Florent Lheureux, Maxime Jollivet, Juliette Chiron, Sarah Poulet, Alicia Fournier, Gilles Capellier, Laetitia Bodet-Contentin, Antoine Herault, Joffrey Hamam, Pascal Beuret, Pierre-Alexandre Lamizet, Mathieu Schoeffler, Bérengère Vivet, Christophe Guitton, Gaël Piton
Abstract
Open AccessBACKGROUND: Assessing sources of job stress in intensive care units is a critical issue for preventing many occupational health and care-related issues, such as burnout, voluntary turnover and decrease in quality and safety of care. Accordingly, this French nation-wide multicentre study aims to provide supplementary evidence regarding the validity of a recent tool: the Perceived Stressors in Intensive Care Units (PS-ICU) scale.

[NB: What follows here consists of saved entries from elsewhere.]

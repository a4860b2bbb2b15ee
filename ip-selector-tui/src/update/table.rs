//! 候选表格消息处理

use crate::message::TableMessage;
use crate::model::CandidatesState;

pub fn update(table: &mut CandidatesState, msg: TableMessage) {
    match msg {
        TableMessage::SelectPrevious => table.select_previous(),
        TableMessage::SelectNext => table.select_next(),
        TableMessage::SelectFirst => table.select_first(),
        TableMessage::SelectLast => table.select_last(),
        TableMessage::Choose => table.choose_current(),
    }
}
//!
//! src/util/mod.rs
//! Util 层：基础设施和工具函数
//!
//! Util 层提供与业务逻辑无关的基础设施代码：
//!     mod terminal;       // 终端初始化和恢复（raw mode + 备用屏幕）
//!     mod logging;        // 文件日志（tracing-subscriber）
//!
//! 注意：无论程序是正常退出还是发生错误，都必须调用 restore_terminal()，
//!       否则终端会保持在原始模式，用户输入不会正常显示。
//!

mod logging;
mod terminal;

pub use logging::init_logging;
pub use terminal::{Term, init_terminal, restore_terminal};
//! 焦点状态定义

/// 焦点面板枚举
#[derive(Debug, Clone, Copy, PartialEq, Eq, Default)]
pub enum FocusPanel {
    /// 左侧地址段编辑器
    #[default]
    Editor,
    /// 右侧候选表格
    Candidates,
}

impl FocusPanel {
    /// 切换到另一个面板
    #[must_use]
    pub fn toggle(self) -> Self {
        match self {
            FocusPanel::Editor => FocusPanel::Candidates,
            FocusPanel::Candidates => FocusPanel::Editor,
        }
    }

    /// 是否是编辑器
    pub fn is_editor(self) -> bool {
        matches!(self, FocusPanel::Editor)
    }

    /// 是否是候选表格
    pub fn is_candidates(self) -> bool {
        matches!(self, FocusPanel::Candidates)
    }
}
//! 终端初始化和清理

use std::io::{self, Stdout};

use anyhow::Result;
use crossterm::{
    execute,
    terminal::{EnterAlternateScreen, LeaveAlternateScreen, disable_raw_mode, enable_raw_mode},
};
use ratatui::{Terminal, backend::CrosstermBackend};

/// 终端类型别名
pub type Term = Terminal<CrosstermBackend<Stdout>>;

/// 初始化终端
///
/// 同时安装 panic hook：panic 时先恢复终端再打印信息。
pub fn init_terminal() -> Result<Term> {
    install_panic_hook();

    enable_raw_mode()?;
    let mut stdout = io::stdout();
    execute!(stdout, EnterAlternateScreen)?;

    let backend = CrosstermBackend::new(stdout);
    let terminal = Terminal::new(backend)?;

    Ok(terminal)
}

/// 恢复终端
pub fn restore_terminal(terminal: &mut Term) -> Result<()> {
    disable_raw_mode()?;
    execute!(terminal.backend_mut(), LeaveAlternateScreen)?;
    terminal.show_cursor()?;
    Ok(())
}

fn install_panic_hook() {
    let previous = std::panic::take_hook();
    std::panic::set_hook(Box::new(move |info| {
        // 尽力而为，此时已无法报告错误
        let _ = disable_raw_mode();
        let _ = execute!(io::stdout(), LeaveAlternateScreen);
        tracing::error!("panic: {info}");
        previous(info);
    }));
}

More precisely, this study has three main objectives: to 1) confirm the metrological properties of the PS-ICU scale on a large sample of professionals; 2) test its measurement invariance between nurses, physicians and residents (initial population targeted by the scale); 3) examine whether the scale would also be suited for use with nursing auxiliaries. In addition, depending on the results (which may suggest the removal of several items), this study offers the possibility to shorten the scale to facilitate its use. METHOD AND RESULTS: 2241 ICU professionals (1135 nurses, 308 physicians, 179 residents, and 619 nursing auxiliaries; overall participation rate of 58.10%) from 42 ICUs in France, voluntarily completed an online questionnaire collecting socio-demographic data and perceived job stressors (PS-ICU). Exploratory structural equation modelling (ESEM), unidimensional reliability (McDonald's Omega) and item response theory (IRT) analyses overall confirmed the metrological properties of the scale, while several items were removed and the sixth factor ("lack of support and resources from the organisation") measured by the scale was revised. Results regarding measurement invariance show that the PS-ICU scale can be used to compare occupational groups, including nursing auxiliaries. Finally, all analyses resulted in a reduction of the scale to a 26-item version. CONCLUSIONS: The PS-ICU scale, which measures generic and ICU-specific job stress factors, is a valid and reliable scale that can be used to collect data from nurses, physicians and residents, as well as from nursing auxiliaries. With 26 items, it can be used by researchers and managers in ICUs to assess the extent and type of stress factors perceived by healthcare professionals.